Three key developments
Three publications in recent weeks show the breakneck pace at which AI advances. Here's a selection of three developments that are very noteworthy.
Everybody talks about the misinformation tsunami, but quite frankly, I am struggling to not drown in information! AI is developing at incredible speed that makes it hard to keep up.
To fight information overload, you need curation. In that spirit, here’s a selection of three developments that I think you should be aware of.
MedPaLM 2: Medical LLM
What happened: On May 16, 2023, Google Research and DeepMind published a preprint entitled Towards Expert-Level Medical Question Answering with Large Language Models. The paper assessed a new model, Med-PaLM 2, demonstrating significant progress in medical question answering. Med-PaLM2 scored up to 86.5% on MedQA, a medical benchmarking dataset that contains medical questions designed to mimic the US Medical Licensing Exam (USMLE).
Perhaps most notably, in a detailed human evaluation, doctors favored Med-PaLM 2's responses to 1066 medical questions over those given by other doctors on eight out of nine criteria related to clinical usefulness.
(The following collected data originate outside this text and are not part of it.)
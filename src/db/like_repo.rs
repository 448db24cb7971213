use crate::models::{Like, LikeWithUser, LikedPostEntry};
use sqlx::PgPool;
use uuid::Uuid;

/// Create a like. Returns `None` when the user already liked the post.
pub async fn create_like(
    pool: &PgPool,
    user_id: Uuid,
    post_id: Uuid,
) -> Result<Option<Like>, sqlx::Error> {
    let like = sqlx::query_as::<_, Like>(
        r#"
        INSERT INTO likes (id, user_id, post_id)
        VALUES ($1, $2, $3)
        ON CONFLICT (user_id, post_id) DO NOTHING
        RETURNING id, user_id, post_id, created_at
        "#,
    )
    .bind(Uuid::new_v4())
    .bind(user_id)
    .bind(post_id)
    .fetch_optional(pool)
    .await?;

    Ok(like)
}

/// Remove a like. Returns false when there was none to remove.
pub async fn delete_like(pool: &PgPool, user_id: Uuid, post_id: Uuid) -> Result<bool, sqlx::Error> {
    let affected = sqlx::query(
        r#"
        DELETE FROM likes
        WHERE user_id = $1 AND post_id = $2
        "#,
    )
    .bind(user_id)
    .bind(post_id)
    .execute(pool)
    .await?
    .rows_affected();

    Ok(affected > 0)
}

/// Users who liked a post, newest like first.
pub async fn list_for_post(
    pool: &PgPool,
    post_id: Uuid,
) -> Result<Vec<LikeWithUser>, sqlx::Error> {
    let likes = sqlx::query_as::<_, LikeWithUser>(
        r#"
        SELECT l.id, u.username AS "user"
        FROM likes l
        JOIN users u ON u.id = l.user_id
        WHERE l.post_id = $1
        ORDER BY l.created_at DESC
        "#,
    )
    .bind(post_id)
    .fetch_all(pool)
    .await?;

    Ok(likes)
}

/// Posts the user liked, newest like first.
pub async fn list_liked_by_user(
    pool: &PgPool,
    user_id: Uuid,
) -> Result<Vec<LikedPostEntry>, sqlx::Error> {
    let liked = sqlx::query_as::<_, LikedPostEntry>(
        r#"
        SELECT l.id, p.title AS post, l.created_at
        FROM likes l
        JOIN posts p ON p.id = l.post_id
        WHERE l.user_id = $1
        ORDER BY l.created_at DESC
        "#,
    )
    .bind(user_id)
    .fetch_all(pool)
    .await?;

    Ok(liked)
}

/// Like counts grouped by post for one feed page.
pub async fn count_by_posts(
    pool: &PgPool,
    post_ids: &[Uuid],
) -> Result<Vec<(Uuid, i64)>, sqlx::Error> {
    let counts = sqlx::query_as::<_, (Uuid, i64)>(
        r#"
        SELECT post_id, COUNT(*)
        FROM likes
        WHERE post_id = ANY($1)
        GROUP BY post_id
        "#,
    )
    .bind(post_ids)
    .fetch_all(pool)
    .await?;

    Ok(counts)
}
They also showed a comparison with other models, but I think the figure could use some improvements for better clarity. Notably, GPT-4 was not included in their comparison. So, I've reproduced and amended it to show the massive jumps in recent months:
Why it matters: The health LLM space is advancing rapidly. LLMs can now pass medical exams with flying colors, and the evidence is getting stronger that people - even doctors - prefer the model’s response to those given by doctors. We're in for a major overhaul of the medical system.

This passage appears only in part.